Guido no se esperaba que los descubrieran tan pronto.
—Como sea, ya cumplimos con la tarea. Logramos que el tema de que la doctora Alma engaña a la gente para ganar seguidores se hiciera tendencia. Ahora mismo, ve al grupo de los trolls, diles que paren, págales y deshazte de todas esas cuentas. Así, aunque venga la policía, no podrán rastrearnos.
Boris lo pensó y concluyó que, por ahora, era la única opción. Era mejor perder un lote de cuentas que la empresa entera.
—De acuerdo, voy a encargarme de eso.
Justo en ese momento, Almendra envió otro mensaje:
[¿Quién los contrató?]
Guido lo vio y dijo:
—No le respondas.
Boris asintió y se fue a toda prisa a dar las instrucciones.
Guido sacó su celular y marcó un número. Al poco tiempo, una voz joven de mujer contestó al otro lado.
—Buen trabajo.

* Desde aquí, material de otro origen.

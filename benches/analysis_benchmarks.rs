//! Analysis Benchmarks
//!
//! Reproducible timings for the three engines with 95% confidence intervals
//! (Criterion default).
//!
//! Run with: cargo bench --bench analysis_benchmarks

use criterion::{black_box, criterion_group, criterion_main, BenchmarkId, Criterion};
use queuecalc::domains::{build_dd1k, mm, to_proper_fraction};

/// Continued-fraction expansion of rational and irrational-looking inputs.
fn bench_fraction(c: &mut Criterion) {
    let mut group = c.benchmark_group("Fraction");
    group.sample_size(100);

    for (name, value) in [("5/6", 5.0 / 6.0), ("355/113", 355.0 / 113.0), ("pi", std::f64::consts::PI)] {
        group.bench_with_input(BenchmarkId::new("to_proper_fraction", name), &value, |b, &v| {
            b.iter(|| black_box(to_proper_fraction(black_box(v))));
        });
    }

    group.finish();
}

/// M/M/c/K steady state as the capacity grows.
fn bench_mmck(c: &mut Criterion) {
    let mut group = c.benchmark_group("MMcK");
    group.sample_size(100);

    group.bench_function("mm1_infinite", |b| {
        b.iter(|| black_box(mm(black_box(60.0), black_box(50.0), 1, None)));
    });

    for capacity in [10u32, 100, 500] {
        group.bench_with_input(BenchmarkId::new("mmck", capacity), &capacity, |b, &k| {
            b.iter(|| black_box(mm(2.4, 2.0, 4, Some(k))));
        });
    }

    group.finish();
}

/// D/D/1/K construction including the event trace, by initial backlog.
fn bench_dd1k(c: &mut Criterion) {
    let mut group = c.benchmark_group("DD1K");
    group.sample_size(50);

    for m in [5u64, 50, 500] {
        group.bench_with_input(BenchmarkId::new("draining", m), &m, |b, &m| {
            b.iter(|| black_box(build_dd1k(1.0 / 3.0, 0.5, 10, Some(m))));
        });
    }

    for capacity in [3u64, 30, 300] {
        group.bench_with_input(BenchmarkId::new("oscillating", capacity), &capacity, |b, &k| {
            b.iter(|| black_box(build_dd1k(3.0, 2.0, k, None)));
        });
    }

    group.finish();
}

criterion_group!(benches, bench_fraction, bench_mmck, bench_dd1k);
criterion_main!(benches);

Ahora háganlo más creíble. ¡Quiero que su reputación quede por los suelos!
Guido soltó una risa forzada.
—Señorita, nuestra tarea ha concluido. La doctora Alma ya ha sido completamente desprestigiada. En lo que sigue, preferimos no involucrarnos más.
La mujer al otro lado estalló en furia.
—¿Tarea concluida? ¿Estás bromeando? ¡Ahora mismo es tendencia! Sí, hay muchos haters, ¡pero sus fans también son un montón y la están defendiendo! ¡Y ustedes! ¡Dejaron que descubrieran su empresa! Ahora todo el mundo sabe que alguien la está atacando a propósito. Si esto sigue así, no solo no quedará en la ruina, ¡sino que ganará más seguidores!
¡Ella había pagado para arruinar la reputación de Almendra, no para conseguirle más fans!
Justo después de colgar, recibió otro mensaje en su celular de la doctora Alma.
[doctora Alma: ¿Quieres que tu empresa quiebre? ¿Quedarte en la calle? ¿Sin un solo centavo?]
Al ver esto, Guido se masajeó la frente y no tuvo más remedio que responder:
[Jefa, lo sentimos, no debimos meternos con usted, pero solo cumplíamos órdenes. En este negocio hay reglas. No le puedo decir quién nos contrató para atacarla, pero le puedo dar una pista: la IP de esa persona está en La Concordia. Somos simples trabajadores con una pequeña empresa, no vale la pena que se tome tantas molestias. Vamos a reflexionar y a ser mejores personas. ¡Por favor, déjenos en paz!]
Guido era un tipo astuto. Al dedicarse a un negocio ilegal, si tenía la mala suerte de toparse con alguien fuerte, se apresuraba a bajar la cabeza y pedir clemencia. Si la otra persona era débil y fácil de intimidar, la historia era diferente.
Sabía que esta vez se había metido con la persona equivocada. Lo pensó un momento y directamente eliminó su cuenta.
Más vale prevenir que lamentar.
Almendra vio cómo el perfil de su interlocutor se volvía gris y sonrió con frialdad. ¡Qué rápido había huido!